Better idea of what they want, bolder in expressing themselves
Zhou Xiaopu, a professor with the School of Journalism and Communication at Renmin University of China, told Zaobao that in the internet era, young people have moved away from TV, while the elderly prefer to watch TV out of habit, which is one of the reasons why dating shows for the elderly are on the rise.
Also, as most of them have been married before and have a clear need to form another family, they have a clearer idea of what they want in their other half and are bolder in expressing themselves, which gives such shows a larger market and a sense of novelty.
Some marriage agencies have shifted their focus to serving the middle-aged and elderly. Over the past few years, Ms Ye’s marriage agency has organised regular social activities for the middle-aged and elderly, providing opportunities for them to get to know one another better through tea-drinking, singing, and games sessions.
Ms Ye says they have brought many middle-aged and elderly people together. Some elderly have got married again, while others choose to live together without getting married, in order to maintain their individual rights.
...the elderly are more financially independent and more aware of their emotional needs, and do not put their children’s views first.
Prof Zhou said the increased demand for dating among the middle-aged and elderly reflects a real change in the marriage industry, with the emotional needs of various groups starting to surface and getting attention.
Previously, only a minority of elderly who had lost their spouses wanted to get married again, but with China’s rising divorce rates, many initiated by women, there is a demand for marriage among more and more middle-aged and elderly people, stimulating the growth of the vast marriage industry for this group.
Prof Zhou also noted that family relationships among Chinese now are more equal than before: on the one hand, young people are more accepting of the elderly choosing to remarry, while on the other, the elderly are more financially independent and more aware of their emotional needs, and do not put their children’s views first. All these are signs of social advancement.

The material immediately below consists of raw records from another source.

//! Delivery-problem reports: field validation, form state and the
//! submission workflow against the report API.

pub(crate) mod config;
pub(crate) mod error;
pub(crate) mod form;
pub(crate) mod http;
pub(crate) mod submit;

#[cfg(feature = "cli")]
mod cli;
#[cfg(feature = "cli")]
pub use cli::run_cli;

pub use config::{ReportConfig, DEFAULT_ENDPOINT, ENDPOINT_KEY, TIMEOUT_KEY};
pub use error::ReportError;
pub use form::validators;
pub use form::{
    DeliveryReport, FieldSchema, FormSchema, FormState, FormValues,
    InputKind, Issue, SubmitFailure, CONTACT_FORM, DELIVERY_FORM,
    DETAILS_FIELD, ISSUE_FIELD, TRACKING_NUMBER_FIELD,
};
#[cfg(any(feature = "http_client", target_arch = "wasm32"))]
pub use http::HttpClient;
pub use http::{
    HttpClientError, HttpClientResponse, HttpClientResult, Transport,
    JSON_CONTENT_TYPE,
};
pub use submit::{
    FailureReason, OnSuccess, ServerErrorPayload, SubmissionError, Submitter,
    GENERIC_SUBMIT_MESSAGE, GLOBAL_ERROR_KEY, SUCCESS_MESSAGE,
};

Emotional needs have to be given attention
The issue of elderly marriage will become more pressing in the future. Ms Ye feels that in comparison to the huge market demand, the emotional needs of the middle-aged and elderly are not given enough attention. Even though many people are taking the brave step of standing in front of a camera or a crowd, and social acceptance of remarriage among the elderly is growing, many elderly have not changed their mindset and are unwilling to acknowledge their emotional needs, or think too much about the feelings of those around them and end up spending their twilight years alone.
Society cannot just pay lip service and empty words to the emotional needs of this group, but should address it and provide support...- Zhou Xiaopu, a professor with the School of Journalism and Communication at Renmin University of China
She feels society needs to take note of this issue, starting with each individual encouraging the elderly around them to seek happiness, and providing them with more care and consideration, while being aware of the risk of love scams to prevent the elderly from losing out in terms of relationships and money while making friends.
Prof Zhou said Chinese culture emphasises family; retired elderly are more in need of the support of a partner, and it is a common social issue that it is difficult for the middle-aged or elderly to find a partner in their old age. Society cannot just pay lip service and empty words to the emotional needs of this group, but should address it and provide support, and think about how to really help the middle-aged and elderly to find someone suitable, to make their twilight years better.